Someone is screaming, and Zuko can't figure out if it's coming from him or one of his companions.

Judging by the horrified looks worn by Sokka and Aang, Zuko assumes he is the one responsible for the gut-wrenching cries that are ripping the night sky to pieces.

Azula blasts another stream of fire at his burned and broken body, succeeding in drawing another shout of agony as the flames lick across his exposed torso and left arm. Zuko struggles to roll to one side, to avoid the infernoterror that is racing thirstily toward him, but only manages to get his face completely clear of the blaze before he is wrapped in a blistering anguish that sends him writhing and wailing.

He returns to himself after the initial torture sweeps up and down his body, eliciting unearthly cries as it goes.
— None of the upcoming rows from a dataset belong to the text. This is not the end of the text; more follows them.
//! Declarative selector schemas.
//!
//! An [`ExtractionSchema`] names a base selector (one record per match, or
//! the whole document when absent) and a list of fields. Each field is found
//! by, in order:
//!
//! 1. its `label`, e.g. `"Address:"`: the tightest element whose text
//!    contains the label, taking the text after it (or the text of the next
//!    sibling element when the label stands alone, as in `<dt>`/`<dd>`)
//! 2. its CSS `selector`: the first match with a non-empty value
//!
//! Records come out as JSON objects so they can be deserialized straight
//! into typed models.

use once_cell::sync::Lazy;
use regex::Regex;
use scraper::{ElementRef, Html, Selector};
use serde_json::{Map, Value};
use std::error::Error;

static WHITESPACE: Lazy<Regex> =
    Lazy::new(|| Regex::new(r"\s+").expect("regex should be valid"));

/// Elements considered when looking for a field label.
static LABEL_SCOPE: Lazy<Selector> = Lazy::new(|| {
    Selector::parse("p, li, div, span, dt, dd, td, th, strong, b, label, section")
        .expect("label scope selector should be valid")
});

static LINK: Lazy<Selector> =
    Lazy::new(|| Selector::parse("a[href]").expect("link selector should be valid"));

/// What to read from a matched element.
#[derive(Debug, Clone, Copy, PartialEq, Eq)]
pub enum FieldKind {
    /// Whitespace-collapsed text content.
    Text,
    /// The named attribute.
    Attribute(&'static str),
}

/// Static description of one field.
#[derive(Debug, Clone, Copy)]
pub struct FieldDef {
    pub name: &'static str,
    pub selector: &'static str,
    pub label: Option<&'static str>,
    pub kind: FieldKind,
}

impl FieldDef {
    pub const fn text(name: &'static str, selector: &'static str) -> Self {
        Self { name, selector, label: None, kind: FieldKind::Text }
    }

    pub const fn attr(name: &'static str, selector: &'static str, attr: &'static str) -> Self {
        Self { name, selector, label: None, kind: FieldKind::Attribute(attr) }
    }

    pub const fn labeled(mut self, label: &'static str) -> Self {
        self.label = Some(label);
        self
    }
}

#[derive(Debug)]
struct Field {
    name: &'static str,
    selector: Selector,
    label: Option<&'static str>,
    kind: FieldKind,
}

/// A compiled schema.
#[derive(Debug)]
pub struct ExtractionSchema {
    name: &'static str,
    base: Option<Selector>,
    fields: Vec<Field>,
}

impl ExtractionSchema {
    pub fn new(
        name: &'static str,
        base: Option<&'static str>,
        fields: &[FieldDef],
    ) -> Result<Self, Box<dyn Error>> {
        let base = match base {
            Some(sel) => Some(Selector::parse(sel)?),
            None => None,
        };
        let fields = fields
            .iter()
            .map(|def| -> Result<Field, Box<dyn Error>> {
                Ok(Field {
                    name: def.name,
                    selector: Selector::parse(def.selector)?,
                    label: def.label,
                    kind: def.kind,
                })
            })
            .collect::<Result<Vec<_>, _>>()?;
        Ok(Self { name, base, fields })
    }

    pub fn name(&self) -> &str {
        self.name
    }

    /// One JSON object per base match. Records with no fields found are dropped.
    pub fn extract(&self, html: &str) -> Vec<Map<String, Value>> {
        let document = Html::parse_document(html);
        let roots: Vec<ElementRef<'_>> = match &self.base {
            Some(base) => document.select(base).collect(),
            None => vec![document.root_element()],
        };

        roots
            .into_iter()
            .map(|root| self.extract_record(root))
            .filter(|record| !record.is_empty())
            .collect()
    }

    fn extract_record(&self, root: ElementRef<'_>) -> Map<String, Value> {
        let mut record = Map::new();
        for field in &self.fields {
            let value = field
                .label
                .and_then(|label| labeled_value(root, label, field.kind))
                .or_else(|| selected_value(root, &field.selector, field.kind));
            if let Some(v) = value {
                record.insert(field.name.to_string(), Value::String(v));
            }
        }
        record
    }
}

/// Collapse runs of whitespace in an element's text.
pub fn element_text(element: ElementRef<'_>) -> String {
    let raw = element.text().collect::<Vec<_>>().join(" ");
    WHITESPACE.replace_all(&raw, " ").trim().to_string()
}

fn read(element: ElementRef<'_>, kind: FieldKind) -> Option<String> {
    let value = match kind {
        FieldKind::Text => element_text(element),
        FieldKind::Attribute(attr) => element.value().attr(attr)?.trim().to_string(),
    };
    (!value.is_empty()).then_some(value)
}

fn selected_value(root: ElementRef<'_>, selector: &Selector, kind: FieldKind) -> Option<String> {
    root.select(selector).find_map(|el| read(el, kind))
}

fn labeled_value(root: ElementRef<'_>, label: &str, kind: FieldKind) -> Option<String> {
    let mut best: Option<(usize, String)> = None;
    for el in root.select(&LABEL_SCOPE) {
        let text = element_text(el);
        let Some((_, after)) = text.split_once(label) else {
            continue;
        };
        let value = match kind {
            FieldKind::Text => {
                let after = after.trim_start_matches(':').trim();
                if after.is_empty() {
                    next_element(el).map(element_text).filter(|t| !t.is_empty())
                } else {
                    Some(after.to_string())
                }
            }
            FieldKind::Attribute(_) => el
                .select(&LINK)
                .next()
                .or_else(|| next_element(el).and_then(|n| n.select(&LINK).next()))
                .and_then(|a| read(a, kind)),
        };
        if let Some(value) = value {
            if best.as_ref().is_none_or(|(len, _)| text.len() < *len) {
                best = Some((text.len(), value));
            }
        }
    }
    best.map(|(_, v)| v)
}

fn next_element(el: ElementRef<'_>) -> Option<ElementRef<'_>> {
    el.next_siblings().find_map(ElementRef::wrap)
}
Clawing the ground with his right hand, he drags himself a few feet further, attempting to call out for help—hear their voices—from Sokka and Aang, but discovers in the time it took him to recover, they have been struck down by Azula's malice-charged flames.
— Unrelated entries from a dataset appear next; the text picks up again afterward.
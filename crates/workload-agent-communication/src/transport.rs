//! Transport abstraction for channel connections.

use async_trait::async_trait;
use thiserror::Error;

use crate::message::Message;

/// Transport error.
#[derive(Debug, Error)]
pub enum TransportError {
    #[error("I/O error: {0}")]
    Io(#[from] std::io::Error),
    #[error("Framing error: {0}")]
    Codec(#[from] tokio_util::codec::LinesCodecError),
    #[error("Invalid frame: {0}")]
    Json(#[from] serde_json::Error),
    #[error("Connection closed by peer")]
    Closed,
    #[error("Remote error: {0}")]
    Remote(String),
    #[error("Connection failed: {0}")]
    Connect(String),
}

/// Options for opening a connection.
#[derive(Debug, Clone, Default)]
pub struct ConnectOptions {
    /// Endpoint override. `None` uses the transport default.
    pub endpoint: Option<String>,
}

impl ConnectOptions {
    /// Options for `endpoint`, where an empty string means the default endpoint.
    #[must_use]
    pub fn for_endpoint(endpoint: &str) -> Self {
        Self {
            endpoint: Some(endpoint.to_string()).filter(|e| !e.is_empty()),
        }
    }
}

/// Opens connections to a named channel.
#[async_trait]
pub trait Transport: Send + Sync {
    /// Live connection type.
    type Connection: Connection;

    /// Open a connection on `channel`.
    async fn connect(
        &self,
        channel: &str,
        regional: bool,
        options: &ConnectOptions,
    ) -> Result<Self::Connection, TransportError>;
}

/// A live channel connection.
///
/// `receive` must be cancel safe: dropping a pending `receive` future must
/// not lose a message that was already read.
#[async_trait]
pub trait Connection: Send {
    /// Wait for the next message.
    async fn receive(&mut self) -> Result<Message, TransportError>;

    /// Send a message.
    async fn send(&mut self, message: Message) -> Result<(), TransportError>;
}
//! `startdaemon`: run the example services until signalled.

use std::{future::Future, path::Path, sync::Arc};

use clap::Args;
use workload_agent_core::{
    CloudProperties, ConfigError, Integration, LoggingGuard, UsageLogger, read_config,
};
use workload_agent_daemon::{Daemon, DaemonError};

use crate::{config::Configuration, services};

#[derive(Debug, Clone, Default, Args)]
pub struct DaemonArgs {
    /// Configuration path for daemon mode
    #[arg(short, long)]
    pub config: Option<std::path::PathBuf>,
}

/// Read the configuration and apply defaults.
///
/// A read failure is reported to usage metrics with its error code.
///
/// # Errors
/// Returns error if the file cannot be read or parsed.
pub async fn load_configuration(
    path: &Path,
    integration: &Integration,
    cloud_properties: &CloudProperties,
    usage: &UsageLogger,
) -> Result<Configuration, ConfigError> {
    tracing::info!(path = %path.display(), "Reading configuration");
    match read_config::<Configuration>(path).await {
        Ok(mut config) => {
            tracing::info!("Configuration read successfully");
            config.apply_defaults();
            Ok(config)
        }
        Err(e) => {
            tracing::error!(error = %e, "Could not read configuration");
            usage.set_properties(integration, true, cloud_properties);
            usage.error(e.usage_error_code()).await;
            Err(e)
        }
    }
}

/// Register Fast, Slow and, when a channel is configured, the ACS service.
///
/// # Errors
/// Returns error if two services share a name.
pub fn build_daemon(
    config: &Configuration,
    integration: Integration,
    cloud_properties: CloudProperties,
    usage: Arc<UsageLogger>,
) -> Result<Daemon, DaemonError> {
    let mut daemon = Daemon::new(integration, cloud_properties.clone(), usage);
    daemon.register(services::fast(config))?;
    daemon.register(services::slow(config))?;
    if let Some(settings) = config.channel() {
        daemon.register(services::communication(settings, cloud_properties))?;
    }
    Ok(daemon)
}

/// Run the daemon until `shutdown` resolves.
///
/// # Errors
/// Returns error if the configuration cannot be loaded or the daemon fails.
pub async fn run<F>(
    config_path: &Path,
    integration: Integration,
    metadata_properties: CloudProperties,
    usage: Arc<UsageLogger>,
    logging: &LoggingGuard,
    shutdown: F,
) -> anyhow::Result<()>
where
    F: Future<Output = ()>,
{
    let config =
        load_configuration(config_path, &integration, &metadata_properties, &usage).await?;
    logging.set_level(config.log_level.to_tracing())?;

    let cloud_properties = config
        .cloud_properties
        .clone()
        .filter(|cp| !cp.project_id.is_empty())
        .unwrap_or(metadata_properties);
    build_daemon(&config, integration, cloud_properties, usage)?
        .run(shutdown)
        .await?;
    Ok(())
}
Sokka lies curled in on himself, looking infinitely smaller than he does on a regular basis, where he is filled with bravado and dry humor. No evidence remains of the cocky yet fiercely loyal man Zuko has come to be good friends with. Now he is gaunt, emaciated by the wall of fire that has just consumed him. Burns still bubble and swell on his visible skin.
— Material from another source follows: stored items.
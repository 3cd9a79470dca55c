//! Agent identity and cloud instance properties.

use serde::{Deserialize, Serialize};

/// Static identity of an agent integration.
#[derive(Debug, Clone, Default, PartialEq, Eq, Serialize, Deserialize)]
#[serde(rename_all = "camelCase")]
pub struct Integration {
    /// Short integration name, e.g. `example`.
    pub integration_name: String,
    /// Agent name used for log files and usage metrics.
    pub agent_name: String,
    /// Name of the installed binary.
    pub agent_binary_name: String,
    /// Human readable agent name.
    pub agent_long_name: String,
    /// Agent version string.
    pub agent_version: String,
}

/// Properties of the compute instance the agent runs on.
///
/// Populated from the metadata server at startup and passed unchanged to
/// message handlers and usage metrics.
#[derive(Debug, Clone, Default, PartialEq, Eq, Serialize, Deserialize)]
#[serde(rename_all = "camelCase", default)]
pub struct CloudProperties {
    /// Project id, e.g. `my-project`.
    pub project_id: String,
    /// Project number; matched against the usage exclusion list.
    pub numeric_project_id: String,
    /// Numeric instance id.
    pub instance_id: String,
    /// Zone name, e.g. `us-central1-a`.
    pub zone: String,
    /// Instance name; also the job name on Cloud Run.
    pub instance_name: String,
    /// Boot image path.
    pub image: String,
    /// Machine type, e.g. `n2-standard-4`.
    pub machine_type: String,
    /// Region, derived from the zone.
    pub region: String,
}

impl CloudProperties {
    /// Region derived from a zone name (`us-central1-a` -> `us-central1`).
    #[must_use]
    pub fn region_from_zone(zone: &str) -> String {
        match zone.rsplit_once('-') {
            Some((region, _)) => region.to_string(),
            None => String::new(),
        }
    }
}
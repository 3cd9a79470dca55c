//! Communication with the Agent Communication Service (ACS).
//!
//! Provides:
//! - Message model (labels + typed body)
//! - `ExponentialBackoff` - Deterministic retry delays
//! - `Transport` / `Connection` traits and a TCP JSON-lines transport (feature: tcp)
//! - `ChannelSession` - Reconnecting receive/dispatch/acknowledge loop

pub mod backoff;
pub mod handler;
pub mod message;
pub mod session;
pub mod transport;

#[cfg(feature = "tcp")]
pub mod tcp;

pub use backoff::{Backoff, ExponentialBackoff};
pub use handler::{EchoHandler, HandlerError, MessageHandler};
pub use message::{Body, Message, OperationState};
pub use session::{ChannelSession, CommunicationError, communicate};
pub use transport::{ConnectOptions, Connection, Transport, TransportError};

#[cfg(feature = "tcp")]
pub use tcp::{FramedConnection, TcpTransport};
//! `echo`: print text to stdout and to the log.

use std::io::{self, Write};

use clap::Args;
use workload_agent_core::{CloudProperties, Integration, UsageLogger};

use crate::usage_codes::{EXAMPLE_ECHO_FINISHED, EXAMPLE_ECHO_STARTED};

/// Name used for the one-time log file.
pub const NAME: &str = "echo";

#[derive(Debug, Clone, Args)]
pub struct EchoArgs {
    /// Text to print to the logs
    #[arg(long, default_value = "")]
    pub text: String,
}

/// Report the start action, print the text, report the finish action.
///
/// Without text only the start action is reported.
pub async fn run(
    args: &EchoArgs,
    integration: &Integration,
    cloud_properties: &CloudProperties,
    usage: &UsageLogger,
    out: &mut impl Write,
) -> io::Result<()> {
    usage.set_properties(integration, true, cloud_properties);
    usage.action(EXAMPLE_ECHO_STARTED).await;

    if args.text.is_empty() {
        return Ok(());
    }

    writeln!(out, "{}", args.text)?;
    tracing::info!(text = %args.text, "echo");
    usage.action(EXAMPLE_ECHO_FINISHED).await;
    Ok(())
}
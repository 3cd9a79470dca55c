//! Compute metadata server client.

use std::time::Duration;

use serde::Deserialize;
use serde_json::Value;
use thiserror::Error;

use crate::CloudProperties;

/// Default metadata server address.
pub const METADATA_SERVER_URL: &str = "http://metadata.google.internal";

const REQUEST_TIMEOUT: Duration = Duration::from_secs(5);

/// Metadata server error.
#[derive(Debug, Error)]
pub enum MetadataError {
    #[error("Metadata request failed: {0}")]
    Request(#[from] reqwest::Error),
    #[error("Invalid metadata response: {0}")]
    Parse(#[from] serde_json::Error),
}

#[derive(Debug, Default, Deserialize)]
#[serde(default, rename_all = "camelCase")]
struct MetadataResponse {
    project: ProjectMetadata,
    instance: InstanceMetadata,
}

#[derive(Debug, Default, Deserialize)]
#[serde(default, rename_all = "camelCase")]
struct ProjectMetadata {
    project_id: String,
    numeric_project_id: Value,
}

#[derive(Debug, Default, Deserialize)]
#[serde(default, rename_all = "camelCase")]
struct InstanceMetadata {
    id: Value,
    zone: String,
    name: String,
    image: String,
    machine_type: String,
}

/// Client for the compute metadata server.
#[derive(Debug, Clone)]
pub struct MetadataClient {
    client: reqwest::Client,
    base_url: String,
}

impl Default for MetadataClient {
    fn default() -> Self {
        Self::new(reqwest::Client::new(), METADATA_SERVER_URL)
    }
}

impl MetadataClient {
    /// Create a client against `base_url`.
    #[must_use]
    pub fn new(client: reqwest::Client, base_url: impl Into<String>) -> Self {
        Self {
            client,
            base_url: base_url.into(),
        }
    }

    /// Fetch the properties of the instance the agent runs on.
    ///
    /// # Errors
    /// Returns error if the metadata server is unreachable or answers with
    /// unexpected content.
    pub async fn fetch_cloud_properties(&self) -> Result<CloudProperties, MetadataError> {
        let url = format!("{}/computeMetadata/v1/?recursive=true&alt=json", self.base_url);
        tracing::debug!(%url, "Fetching cloud properties from metadata server");
        let body = self
            .client
            .get(&url)
            .header("Metadata-Flavor", "Google")
            .timeout(REQUEST_TIMEOUT)
            .send()
            .await?
            .error_for_status()?
            .bytes()
            .await?;
        parse_cloud_properties(&body)
    }
}

/// Parse a recursive metadata document into cloud properties.
///
/// # Errors
/// Returns error if `body` is not a JSON object.
pub fn parse_cloud_properties(body: &[u8]) -> Result<CloudProperties, MetadataError> {
    let response: MetadataResponse = serde_json::from_slice(body)?;
    let zone = last_segment(&response.instance.zone);
    Ok(CloudProperties {
        project_id: response.project.project_id,
        numeric_project_id: value_to_string(&response.project.numeric_project_id),
        instance_id: value_to_string(&response.instance.id),
        region: CloudProperties::region_from_zone(&zone),
        zone,
        instance_name: response.instance.name,
        image: response.instance.image,
        machine_type: last_segment(&response.instance.machine_type),
    })
}

fn last_segment(path: &str) -> String {
    path.rsplit('/').next().unwrap_or_default().to_string()
}

fn value_to_string(value: &Value) -> String {
    match value {
        Value::String(s) => s.clone(),
        Value::Number(n) => n.to_string(),
        _ => String::new(),
    }
}

#[cfg(test)]
mod tests {
    use super::*;

    #[test]
    fn test_parse_cloud_properties() {
        let body = br#"{
            "project": {"projectId": "test-project", "numericProjectId": 123456789},
            "instance": {
                "id": 987654321,
                "zone": "projects/123456789/zones/us-central1-a",
                "name": "test-instance",
                "image": "projects/debian-cloud/global/images/debian-12",
                "machineType": "projects/123456789/machineTypes/e2-medium"
            }
        }"#;
        let props = parse_cloud_properties(body).unwrap();
        assert_eq!(props.project_id, "test-project");
        assert_eq!(props.numeric_project_id, "123456789");
        assert_eq!(props.instance_id, "987654321");
        assert_eq!(props.zone, "us-central1-a");
        assert_eq!(props.region, "us-central1");
        assert_eq!(props.instance_name, "test-instance");
        assert_eq!(props.image, "projects/debian-cloud/global/images/debian-12");
        assert_eq!(props.machine_type, "e2-medium");
    }

    #[test]
    fn test_parse_cloud_properties_partial() {
        let props = parse_cloud_properties(br#"{"project": {"projectId": "p"}}"#).unwrap();
        assert_eq!(props.project_id, "p");
        assert!(props.zone.is_empty());
        assert!(props.region.is_empty());
    }

    #[test]
    fn test_parse_cloud_properties_invalid() {
        assert!(matches!(
            parse_cloud_properties(b"<html>"),
            Err(MetadataError::Parse(_))
        ));
    }
}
Aang has fallen prey to the conflagration in much the same way as he confronted it. His hands are still positioned in the telltale stance of an airbender about to deflect the enemy, still set on protecting anyone he can even into death. He jerks and shudders on the ground as the last vestiges of life leave his body. Zuko wonders why he didn't go into the Avatar state.

Suddenly Azula is upon him, and Zuko doesn't have mind space to question anything aside from how he is going to survive to fight another day. But as her blazing fist rushes very quickly to meet his disfigured facial features (not yet, he's never had the experience of a night spent with friends without a care in the world), he finds his world exploding in a rush of white-hot pain. Stars burst in front of unseeing eyes before everything goes black.

"Spirits, Zuko, if we even stood a chance of finding any meat, it's fled over the hills with your hollering."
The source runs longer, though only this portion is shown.